Fact Check: Did a CDC Deputy Director Say the COVID Vaccines Cause Illnesses?
Claims are circulating online that Dr. Tom Shimabukuro, the deputy director of the Centers for Disease Control and Prevention, has said that the COVID-19 vaccines have caused debilitating illnesses and side effects. These claims are false.
The claims are based on remarks made by Shimabukuro during the January meeting of the Food and Drug Administration’s Vaccines and Related Biological Products Advisory Committee, which can be viewed in full online here. Some of Shimabukuro’s remarks have been taken out of context by social media users to suggest he admitted that the vaccines have caused “long lasting health problems.”

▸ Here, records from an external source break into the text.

//! Session lifecycle
//!
//! A [`Session`] is one running instance of the engine: a monitor loop over a fixed set
//! of units, an alert evaluator, a workflow orchestrator and the optimizer tuning them,
//! all sharing one [`OptimizationProfile`].
//!
//! ```no_run
//! # async fn demo() -> watchtower::EngineResult<()> {
//! use watchtower::sources::MemorySource;
//! use watchtower::workflows::WorkflowTrigger;
//! use watchtower::{ProfileName, SessionBuilder, Workflow};
//!
//! let session = SessionBuilder::new(MemorySource::new())
//!     .unit("api", "http")
//!     .register_workflow(Workflow::new("triage", WorkflowTrigger::alert_type("memory.*")).step("diagnose"))
//!     .profile(ProfileName::Adaptive)
//!     .start()?;
//!
//! let status = session.status().await;
//! session.stop().await;
//! # Ok(())
//! # }
//! ```

use std::sync::Arc;

use serde::{Deserialize, Serialize};
use tokio_util::sync::CancellationToken;
use tracing::{debug, info, warn};
use uuid::Uuid;

use crate::actions::{Action, ActionRegistry};
use crate::actors::{
    MonitorHandle, MonitorSetup, OrchestratorHandle, OrchestratorSetup, SnapshotEvent,
    TickPipeline,
};
use crate::alerts::{Alert, AlertEvaluator, AlertNotification, AlertRule};
use crate::config::Config;
use crate::error::EngineResult;
use crate::events::{EventLog, EventSink, SubscriptionId, Subscribers};
use crate::monitors::MonitoredUnit;
use crate::optimizer::{OverheadProbe, PerformanceOptimizer, ProcessProbe, ProfileChange};
use crate::profile::{OptimizationProfile, ProfileName, ProfileReader, profile_channel};
use crate::sources::MetricSource;
use crate::workflows::runner::ExecutionRunner;
use crate::workflows::{Workflow, WorkflowExecution};

/// Summary returned by [`Session::status`]
#[derive(Debug, Clone, PartialEq, Serialize, Deserialize)]
pub struct SessionStatus {
    pub monitoring: bool,
    pub open_alerts: usize,
    pub running_executions: usize,
    pub current_profile: OptimizationProfile,
}

/// Collects everything a session needs before it starts
pub struct SessionBuilder {
    config: Config,
    source: Arc<dyn MetricSource>,
    actions: ActionRegistry,
    probe: Option<Box<dyn OverheadProbe>>,
}

impl SessionBuilder {
    /// Builder with default configuration and the built-in actions
    pub fn new(source: impl MetricSource + 'static) -> Self {
        Self::from_config(Config::default(), Arc::new(source))
    }

    /// Builder taking units, rules, workflows and tuning from `config`
    pub fn from_config(config: Config, source: Arc<dyn MetricSource>) -> Self {
        let actions = ActionRegistry::with_builtins(config.notify.clone());
        Self {
            config,
            source,
            actions,
            probe: None,
        }
    }

    pub fn unit(mut self, id: impl Into<String>, kind: impl Into<String>) -> Self {
        self.config.units.push(crate::config::UnitConfig {
            id: id.into(),
            kind: kind.into(),
        });
        self
    }

    pub fn rule(mut self, rule: AlertRule) -> Self {
        self.config.alerts.rules.push(rule);
        self
    }

    pub fn register_workflow(mut self, workflow: Workflow) -> Self {
        self.config.workflows.push(workflow);
        self
    }

    /// Initial profile; `adaptive` starts at the balanced tier
    pub fn profile(mut self, profile: ProfileName) -> Self {
        self.config.profile = profile;
        self
    }

    /// Make `action` available to workflow steps under `name`
    pub fn action(mut self, name: impl Into<String>, action: impl Action + 'static) -> Self {
        if self.actions.register(name, action).is_some() {
            debug!("replaced a registered action");
        }
        self
    }

    /// Replace the process probe used to measure the engine's overhead
    pub fn probe(mut self, probe: impl OverheadProbe + 'static) -> Self {
        self.probe = Some(Box::new(probe));
        self
    }

    /// Adjust the configuration in place
    pub fn configure(mut self, f: impl FnOnce(&mut Config)) -> Self {
        f(&mut self.config);
        self
    }

    /// Spawn the actors; must be called from within a tokio runtime
    ///
    /// Fails when the initial profile is invalid or a workflow cannot be registered.
    pub fn start(self) -> EngineResult<Session> {
        let Self {
            config,
            source,
            actions,
            probe,
        } = self;

        let id = Uuid::new_v4();
        let (publisher, reader) =
            profile_channel(config.optimizer.presets.profile(config.profile))?;

        let cancel = CancellationToken::new();
        let executions = EventLog::new();
        let completions = Subscribers::new("executions");

        let orchestrator = OrchestratorHandle::spawn(OrchestratorSetup {
            session_id: id,
            workflows: config.workflows.clone(),
            runner: ExecutionRunner::new(actions, &config.orchestrator),
            profile: reader.clone(),
            config: config.orchestrator.clone(),
            cancel: cancel.clone(),
            executions,
            completions,
        })?;

        let evaluator = Arc::new(parking_lot::Mutex::new(AlertEvaluator::new(&config.alerts)));
        let alert_log = EventLog::new();
        let alert_subscribers = Subscribers::new("alerts");
        let profile_changes = EventLog::new();

        let pipeline = TickPipeline {
            evaluator: evaluator.clone(),
            alert_log: alert_log.clone(),
            alert_subscribers: alert_subscribers.clone(),
            orchestrator: Some(orchestrator.clone()),
            optimizer: PerformanceOptimizer::new(config.optimizer.clone(), publisher),
            probe: probe.unwrap_or_else(|| Box::new(ProcessProbe::new()) as Box<dyn OverheadProbe>),
            profile_changes: profile_changes.clone(),
            grace: config.monitor.subscriber_grace(),
        };

        let units = config
            .units
            .iter()
            .map(|unit| MonitoredUnit::new(&unit.id, &unit.kind))
            .collect::<Vec<_>>();

        info!(
            "starting session {id} with {} units and {} workflows at {} profile",
            units.len(),
            config.workflows.len(),
            reader.current().name
        );

        let monitor = MonitorHandle::spawn(MonitorSetup {
            units,
            metrics: config.metrics.clone(),
            source,
            profile: reader.clone(),
            config: config.monitor.clone(),
            stage: Some(Box::new(pipeline)),
        });

        Ok(Session {
            id,
            monitor,
            orchestrator,
            evaluator,
            alert_log,
            alert_subscribers,
            profile: reader,
            profile_changes,
            cancel,
        })
    }
}

/// Handle to a running session
pub struct Session {
    id: Uuid,
    monitor: MonitorHandle,
    orchestrator: OrchestratorHandle,
    evaluator: Arc<parking_lot::Mutex<AlertEvaluator>>,
    alert_log: EventLog<AlertNotification>,
    alert_subscribers: Subscribers<AlertNotification>,
    profile: ProfileReader,
    profile_changes: EventLog<ProfileChange>,
    cancel: CancellationToken,
}

impl Session {
    pub fn id(&self) -> Uuid {
        self.id
    }

    /// Stop the monitor loop and the scheduler, and cancel in-flight executions
    ///
    /// Executions observe the cancellation between steps. Calling `stop` again is a no-op.
    pub async fn stop(&self) {
        if self.cancel.is_cancelled() {
            return;
        }
        self.cancel.cancel();

        if let Err(e) = self.monitor.shutdown().await {
            debug!("monitor already stopped: {e}");
        }
        if let Err(e) = self.orchestrator.shutdown().await {
            debug!("orchestrator already stopped: {e}");
        }
        info!("session {} stopped", self.id);
    }

    pub async fn status(&self) -> SessionStatus {
        let running_executions = match self.orchestrator.status().await {
            Ok(status) => status.running,
            Err(e) => {
                debug!("no execution status: {e}");
                0
            }
        };

        SessionStatus {
            monitoring: self.monitor.is_running(),
            open_alerts: self.evaluator.lock().open_count(),
            running_executions,
            current_profile: self.profile.current(),
        }
    }

    pub fn current_profile(&self) -> OptimizationProfile {
        self.profile.current()
    }

    /// Handle to the monitor, for immediate ticks and history queries
    pub fn monitor(&self) -> &MonitorHandle {
        &self.monitor
    }

    pub async fn on_snapshot(&self, sink: impl EventSink<SnapshotEvent> + 'static) -> SubscriptionId {
        self.monitor.subscribe(sink).await
    }

    pub async fn unsubscribe_snapshots(&self, id: SubscriptionId) -> bool {
        self.monitor.unsubscribe(id).await
    }

    /// Raised, escalated and resolved alerts
    pub async fn on_alert(&self, sink: impl EventSink<AlertNotification> + 'static) -> SubscriptionId {
        self.alert_subscribers.subscribe(sink).await
    }

    pub async fn unsubscribe_alerts(&self, id: SubscriptionId) -> bool {
        self.alert_subscribers.unsubscribe(id).await
    }

    pub async fn on_execution_complete(
        &self,
        sink: impl EventSink<WorkflowExecution> + 'static,
    ) -> SubscriptionId {
        self.orchestrator.subscribe(sink).await
    }

    pub async fn unsubscribe_executions(&self, id: SubscriptionId) -> bool {
        self.orchestrator.unsubscribe(id).await
    }

    /// Run a workflow now and wait for it to finish
    pub async fn execute_manually(
        &self,
        workflow_id: &str,
        params: serde_json::Value,
    ) -> EngineResult<WorkflowExecution> {
        self.orchestrator.execute_manually(workflow_id, params).await
    }

    /// Mark an open alert as acknowledged; returns `false` for unknown or resolved alerts
    pub fn acknowledge_alert(&self, id: Uuid) -> bool {
        let acknowledged = self.evaluator.lock().acknowledge(id);
        if !acknowledged {
            warn!("cannot acknowledge alert {id}");
        }
        acknowledged
    }

    /// Every alert raised during the session, resolved ones included
    pub fn alerts(&self) -> Vec<Alert> {
        self.evaluator.lock().alerts().to_vec()
    }

    pub fn open_alerts(&self) -> Vec<Alert> {
        self.evaluator.lock().open_alerts()
    }

    /// Alert notifications in the order they were emitted
    pub async fn alert_log(&self) -> Vec<AlertNotification> {
        self.alert_log.snapshot().await
    }

    /// Finished executions in completion order
    pub async fn executions(&self) -> Vec<WorkflowExecution> {
        self.orchestrator.executions().await
    }

    pub async fn profile_changes(&self) -> Vec<ProfileChange> {
        self.profile_changes.snapshot().await
    }
}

Here are the comments from Shimabukuro that social media posters are citing:
We take vaccine safety very seriously. With respect to reports of people experiencing debilitating illnesses, we are aware of these reports of people experiencing long lasting health problems following COVID vaccination. In some cases, the clinical presentation of people suffering these health problems is variable and no specific medical cause for the symptoms have been found.
We understand that illness is disruptive and stressful, especially under those circumstances and we acknowledge these health problems have substantially impacted the quality of life for people and have also affected those around them. We hope for improvement and recovery and we will continue to monitor the safety of these vaccines and work with partners to try to better understand these types of adverse events.
The clip concerned accounts of illness reported to the Vaccine Adverse Event Reporting System (VAERS), which allows individuals to report possible vaccine side effects they’ve experienced to the CDC and the FDA for monitoring. However, as The Dispatch Fact Check has noted before, the data reported to VAERS is unvetted and unverified. This is a way for the CDC and the FDA to crowd-source information about possible side effects that slipped through the net of clinical trials. Put another way, it is a record of correlation between vaccination and illness and not a record of medically attested causation of illness by vaccination. As the disclaimer on the VAERS website reads, “VAERS reports may contain information that is incomplete, inaccurate, coincidental, or unverifiable. Reports to VAERS can also be biased. As a result, there are limitations on how the data can be used scientifically. Data from VAERS reports should always be interpreted with these limitations in mind.”
During the recorded meeting Shimabukuro himself characterized VAERS as “a spontaneous reporting system.”
“Anyone can report — a patient, a parent, a healthcare provider,” he said, “and we accept all of those reports without judging the clinical seriousness or how plausible the adverse event may be with respect to causation.”
A spokesman from the CDC told The Dispatch Fact Check:
VAERS accepts all reports of adverse events regardless of the plausibility of the vaccine causing the event or the clinical seriousness of the event. CDC is aware of reports of people experiencing debilitating and long-lasting health problems following COVID-19 vaccination. In some cases, the clinical presentation of people suffering these health problems is variable and no specific medical cause for symptoms has been found. Currently, there are no epidemiologic data from safety monitoring to suggest that COVID-19 vaccines are causing these types of health problems.